Long History of Rejecting Conservatism
Romney assured Massachusetts voters when he was running for the Senate in 1994 that he did not want to go back to Reaganomics. He said during that campaign, “I was an independent during the time of Reagan-Bush. I’m not trying to return to Reagan-Bush.”
Romney was also one of the few Republicans in 1994 to refuse to sign on to Newt Gingrich’s Contract with America. He said during that campaign, “In my view, it is not a good idea to go into a contract, like what was organized by the Republican Party in Washington, laying out a whole series of things that the party says ‘these are the things we are going to do.’ I think that’s a mistake.” That mistake led to an historic Republican takeover of Congress in 1994. But Romney was one of the few Republicans to lose that year.
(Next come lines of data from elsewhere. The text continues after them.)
//! Command execution seam
//!
//! [`ProcessRunner`] spawns real processes; [`RecordingRunner`] records the
//! commands it is asked to run and answers with scripted exit codes.

use crate::step::CommandSpec;
use std::sync::Arc;
use tokio::sync::Mutex;

/// Captured result of a finished command
#[derive(Debug, Clone, PartialEq, Eq, Default)]
pub struct CommandOutput {
    /// Exit code; `None` when the process was killed by a signal
    pub code: Option<i32>,
    pub stdout: String,
    pub stderr: String,
}

impl CommandOutput {
    pub fn success(&self) -> bool {
        self.code == Some(0)
    }
}

/// Runs external commands to completion
#[async_trait::async_trait]
pub trait CommandRunner: Send + Sync {
    /// Run `spec`; `Err` only when the process could not be started
    async fn run(&self, spec: &CommandSpec) -> Result<CommandOutput, std::io::Error>;
}

/// Spawns commands with `tokio::process`
#[derive(Debug, Clone, Copy, Default)]
pub struct ProcessRunner;

#[async_trait::async_trait]
impl CommandRunner for ProcessRunner {
    async fn run(&self, spec: &CommandSpec) -> Result<CommandOutput, std::io::Error> {
        let output = tokio::process::Command::new(&spec.program)
            .args(&spec.args)
            .current_dir(&spec.cwd)
            .envs(&spec.env)
            .kill_on_drop(true)
            .output()
            .await?;

        Ok(CommandOutput {
            code: output.status.code(),
            stdout: String::from_utf8_lossy(&output.stdout).into_owned(),
            stderr: String::from_utf8_lossy(&output.stderr).into_owned(),
        })
    }
}

#[derive(Debug, Default)]
struct RecordingState {
    commands: Vec<CommandSpec>,

    /// (substring of the rendered command, exit code)
    exit_codes: Vec<(String, i32)>,

    /// Commands containing these fail to spawn
    unspawnable: Vec<String>,
}

/// In-memory runner for tests
///
/// Every command succeeds with exit code 0 unless scripted otherwise.
/// Clones share the recorded commands.
#[derive(Debug, Clone, Default)]
pub struct RecordingRunner {
    state: Arc<Mutex<RecordingState>>,
}

impl RecordingRunner {
    pub fn new() -> Self {
        Self::default()
    }

    /// Exit with `code` for commands whose rendered form contains `pattern`
    pub async fn exit_with(&self, pattern: impl Into<String>, code: i32) {
        self.state.lock().await.exit_codes.push((pattern.into(), code));
    }

    /// Fail to spawn commands whose rendered form contains `pattern`
    pub async fn fail_to_spawn(&self, pattern: impl Into<String>) {
        self.state.lock().await.unspawnable.push(pattern.into());
    }

    /// Commands run so far
    pub async fn commands(&self) -> Vec<CommandSpec> {
        self.state.lock().await.commands.clone()
    }

    /// Rendered command lines run so far
    pub async fn command_lines(&self) -> Vec<String> {
        self.state.lock().await.commands.iter().map(|c| c.to_string()).collect()
    }
}

#[async_trait::async_trait]
impl CommandRunner for RecordingRunner {
    async fn run(&self, spec: &CommandSpec) -> Result<CommandOutput, std::io::Error> {
        let mut state = self.state.lock().await;
        let line = spec.to_string();
        state.commands.push(spec.clone());

        if state.unspawnable.iter().any(|p| line.contains(p.as_str())) {
            return Err(std::io::Error::new(
                std::io::ErrorKind::NotFound,
                format!("{}: command not found", spec.program),
            ));
        }

        let code = state
            .exit_codes
            .iter()
            .find(|(p, _)| line.contains(p.as_str()))
            .map(|(_, code)| *code)
            .unwrap_or(0);

        Ok(CommandOutput {
            code: Some(code),
            stdout: format!("ran {}", line),
            stderr: if code == 0 { String::new() } else { format!("exit status {}", code) },
        })
    }
}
True to form, even today Romney is effectively promising not to take America back to pro-growth Reaganomics. Cowed by President Obama’s class warfare rhetoric, Romney promises to eliminate taxes on capital gains, interest, and dividends, but only for middle income Americans. He says he would do that because they, not the wealthy, were the ones most hurt by the recession.
But effective tax policy does not distribute tax cuts based on who “needs” a tax cut the most. That is Obama neo-socialist class rhetoric. Effective tax policy enacts tax cuts that will do the most to promote economic growth and prosperity.
That is what Reagan did in cutting tax rates across the board for everybody, including the wealthy who have the most resources to invest. That is what the middle class and working people actually need most, cutting tax rates that will promote their jobs, higher wages, and personal prosperity.
Romney the Republican establishment businessman is telling us with his limited, crabbed policy kowtowing to Obama’s class warfare rhetoric that he feels, like Bush I and Republican RINO moderates generally, that he cannot explain and defend good supply-side policy to the public. Given his background and who he is as a rich Wall Street takeover artist, he personally may be right about that. Who is going to take seriously a Wall Street millionaire calling for tax cuts for millionaires? That is why he personally is not a good vessel for carrying the Republican standard this year. He is actually a perfect caricature for the neo-Marxist class warfare arguments of Obama and the Occupy Wall Street rabble. That is one reason why Romney, in fact, is the least electable.
Romney’s understanding of economic policy as a businessman is overblown. There is no real history of those with private business experience coming to Washington and making good policy there as a result. See, for example, Bush Treasury Secretary Henry Paulson. The term that free market activists use in Washington to refer to the business reps they know from first hand experience is “corporate pukes.”
Only those from private business steeped in ideology and intellectual battle have done well advancing the free market cause in Washington, such as William Simon.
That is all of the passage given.